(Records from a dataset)
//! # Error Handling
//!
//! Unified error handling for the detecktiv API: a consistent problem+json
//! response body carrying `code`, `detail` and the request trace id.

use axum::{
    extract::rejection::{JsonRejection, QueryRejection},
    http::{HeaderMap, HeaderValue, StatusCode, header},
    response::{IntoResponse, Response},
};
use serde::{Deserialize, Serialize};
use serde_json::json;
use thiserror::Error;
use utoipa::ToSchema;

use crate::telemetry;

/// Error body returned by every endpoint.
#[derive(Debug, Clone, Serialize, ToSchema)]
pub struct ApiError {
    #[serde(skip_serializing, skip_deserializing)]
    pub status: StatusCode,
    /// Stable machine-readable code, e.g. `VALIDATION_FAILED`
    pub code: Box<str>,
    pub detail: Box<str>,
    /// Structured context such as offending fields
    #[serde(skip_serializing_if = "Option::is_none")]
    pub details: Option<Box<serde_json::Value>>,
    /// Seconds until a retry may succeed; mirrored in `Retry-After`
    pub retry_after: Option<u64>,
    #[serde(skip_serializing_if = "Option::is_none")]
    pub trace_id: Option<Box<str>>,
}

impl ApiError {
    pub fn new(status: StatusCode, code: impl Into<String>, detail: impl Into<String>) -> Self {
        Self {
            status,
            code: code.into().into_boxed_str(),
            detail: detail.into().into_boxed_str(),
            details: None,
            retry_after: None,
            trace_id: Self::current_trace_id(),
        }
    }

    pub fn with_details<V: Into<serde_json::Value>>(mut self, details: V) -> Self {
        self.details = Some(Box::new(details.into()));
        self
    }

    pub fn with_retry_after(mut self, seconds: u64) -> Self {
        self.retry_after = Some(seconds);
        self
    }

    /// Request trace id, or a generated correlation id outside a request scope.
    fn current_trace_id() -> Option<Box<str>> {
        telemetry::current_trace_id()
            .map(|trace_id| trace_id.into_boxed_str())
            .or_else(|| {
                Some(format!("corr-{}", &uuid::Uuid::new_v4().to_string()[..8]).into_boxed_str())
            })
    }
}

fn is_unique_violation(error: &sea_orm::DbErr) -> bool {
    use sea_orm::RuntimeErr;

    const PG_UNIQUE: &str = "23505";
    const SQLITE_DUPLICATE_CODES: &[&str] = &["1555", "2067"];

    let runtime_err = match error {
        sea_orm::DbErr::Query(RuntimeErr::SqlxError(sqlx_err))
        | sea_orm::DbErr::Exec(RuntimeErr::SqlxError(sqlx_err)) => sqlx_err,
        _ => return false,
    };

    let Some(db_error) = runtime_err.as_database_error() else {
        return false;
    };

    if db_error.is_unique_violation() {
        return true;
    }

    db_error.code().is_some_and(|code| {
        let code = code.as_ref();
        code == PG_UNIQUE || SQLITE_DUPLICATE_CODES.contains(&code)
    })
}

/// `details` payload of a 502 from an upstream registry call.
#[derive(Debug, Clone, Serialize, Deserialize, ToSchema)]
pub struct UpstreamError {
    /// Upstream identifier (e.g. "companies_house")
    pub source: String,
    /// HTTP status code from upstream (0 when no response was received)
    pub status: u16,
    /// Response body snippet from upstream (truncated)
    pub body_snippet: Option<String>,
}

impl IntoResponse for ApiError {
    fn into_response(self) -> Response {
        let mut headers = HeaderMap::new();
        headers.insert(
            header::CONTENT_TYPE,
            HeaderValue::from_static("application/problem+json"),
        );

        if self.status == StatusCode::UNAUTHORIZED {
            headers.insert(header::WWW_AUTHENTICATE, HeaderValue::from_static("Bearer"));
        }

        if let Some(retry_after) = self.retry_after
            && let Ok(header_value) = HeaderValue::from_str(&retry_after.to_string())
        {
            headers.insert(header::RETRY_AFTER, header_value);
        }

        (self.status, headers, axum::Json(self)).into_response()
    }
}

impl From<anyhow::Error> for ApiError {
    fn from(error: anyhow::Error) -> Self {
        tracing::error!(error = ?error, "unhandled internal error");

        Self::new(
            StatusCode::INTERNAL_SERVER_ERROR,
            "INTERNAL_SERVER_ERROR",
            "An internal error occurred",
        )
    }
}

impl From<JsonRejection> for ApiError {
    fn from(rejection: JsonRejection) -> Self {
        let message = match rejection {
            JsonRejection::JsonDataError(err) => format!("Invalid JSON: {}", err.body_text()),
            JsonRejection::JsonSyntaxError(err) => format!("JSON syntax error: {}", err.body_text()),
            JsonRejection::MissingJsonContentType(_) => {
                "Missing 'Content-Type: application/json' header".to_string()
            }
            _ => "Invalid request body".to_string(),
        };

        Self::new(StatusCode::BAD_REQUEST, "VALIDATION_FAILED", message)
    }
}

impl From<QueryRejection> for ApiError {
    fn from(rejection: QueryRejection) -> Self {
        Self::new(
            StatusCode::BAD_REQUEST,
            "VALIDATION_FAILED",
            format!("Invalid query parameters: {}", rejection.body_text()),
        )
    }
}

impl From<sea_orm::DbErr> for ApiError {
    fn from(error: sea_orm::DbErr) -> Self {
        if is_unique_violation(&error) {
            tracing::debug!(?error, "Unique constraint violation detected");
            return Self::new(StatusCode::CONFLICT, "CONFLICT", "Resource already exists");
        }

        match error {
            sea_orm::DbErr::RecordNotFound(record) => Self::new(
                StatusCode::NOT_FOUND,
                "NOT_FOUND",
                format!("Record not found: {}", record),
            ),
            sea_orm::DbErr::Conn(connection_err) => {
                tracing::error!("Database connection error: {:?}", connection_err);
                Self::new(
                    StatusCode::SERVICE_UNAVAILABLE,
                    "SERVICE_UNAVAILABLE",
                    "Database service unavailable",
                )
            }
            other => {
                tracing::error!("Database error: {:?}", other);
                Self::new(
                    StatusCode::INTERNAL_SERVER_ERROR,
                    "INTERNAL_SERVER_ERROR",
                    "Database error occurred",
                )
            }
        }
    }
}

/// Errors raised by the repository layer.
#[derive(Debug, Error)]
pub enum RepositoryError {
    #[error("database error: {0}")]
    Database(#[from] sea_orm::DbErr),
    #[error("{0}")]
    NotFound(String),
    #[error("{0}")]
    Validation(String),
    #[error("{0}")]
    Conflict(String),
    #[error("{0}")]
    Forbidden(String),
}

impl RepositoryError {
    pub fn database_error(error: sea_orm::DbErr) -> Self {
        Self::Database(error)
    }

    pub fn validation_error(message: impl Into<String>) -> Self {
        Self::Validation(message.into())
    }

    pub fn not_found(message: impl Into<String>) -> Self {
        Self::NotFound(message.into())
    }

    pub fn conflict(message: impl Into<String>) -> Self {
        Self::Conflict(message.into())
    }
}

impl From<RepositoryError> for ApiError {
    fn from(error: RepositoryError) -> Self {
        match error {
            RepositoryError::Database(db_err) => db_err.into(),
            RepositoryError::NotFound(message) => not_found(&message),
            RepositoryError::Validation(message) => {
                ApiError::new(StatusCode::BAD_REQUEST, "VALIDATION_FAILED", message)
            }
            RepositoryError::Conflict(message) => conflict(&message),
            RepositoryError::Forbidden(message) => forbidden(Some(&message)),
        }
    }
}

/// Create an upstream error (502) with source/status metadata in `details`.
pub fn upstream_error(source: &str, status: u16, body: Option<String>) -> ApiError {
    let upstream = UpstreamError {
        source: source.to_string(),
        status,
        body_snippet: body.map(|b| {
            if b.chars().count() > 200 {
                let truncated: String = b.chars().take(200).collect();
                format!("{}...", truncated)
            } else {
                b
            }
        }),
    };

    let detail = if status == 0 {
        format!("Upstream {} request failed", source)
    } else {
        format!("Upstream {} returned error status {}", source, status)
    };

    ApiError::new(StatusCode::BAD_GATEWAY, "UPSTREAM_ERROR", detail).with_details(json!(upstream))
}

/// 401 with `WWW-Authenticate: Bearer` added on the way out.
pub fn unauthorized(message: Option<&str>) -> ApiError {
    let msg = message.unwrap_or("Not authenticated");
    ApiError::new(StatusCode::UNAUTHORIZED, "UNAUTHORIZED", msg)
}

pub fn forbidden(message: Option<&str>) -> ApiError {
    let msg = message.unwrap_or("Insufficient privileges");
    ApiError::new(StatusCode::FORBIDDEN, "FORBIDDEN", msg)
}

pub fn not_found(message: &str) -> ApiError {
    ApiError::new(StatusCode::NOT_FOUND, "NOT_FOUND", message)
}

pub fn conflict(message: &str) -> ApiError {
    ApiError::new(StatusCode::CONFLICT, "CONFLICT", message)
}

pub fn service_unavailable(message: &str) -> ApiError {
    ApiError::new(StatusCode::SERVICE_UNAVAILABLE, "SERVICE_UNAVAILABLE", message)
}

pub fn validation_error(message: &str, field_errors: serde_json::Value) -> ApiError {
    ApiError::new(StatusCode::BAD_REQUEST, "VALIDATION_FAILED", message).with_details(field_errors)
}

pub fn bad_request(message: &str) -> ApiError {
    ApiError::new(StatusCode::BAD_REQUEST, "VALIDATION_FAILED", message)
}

- _Problem_
Copy the stretch of the records above that runs from the line with "let code = code.as_ref();" through the line with "Upstream identifier (e.g.". Both end lines belong in the copy, and nothing else does.

- _Answer below_
        let code = code.as_ref();
        code == PG_UNIQUE || SQLITE_DUPLICATE_CODES.contains(&code)
    })
}

/// `details` payload of a 502 from an upstream registry call.
#[derive(Debug, Clone, Serialize, Deserialize, ToSchema)]
pub struct UpstreamError {
    /// Upstream identifier (e.g. "companies_house")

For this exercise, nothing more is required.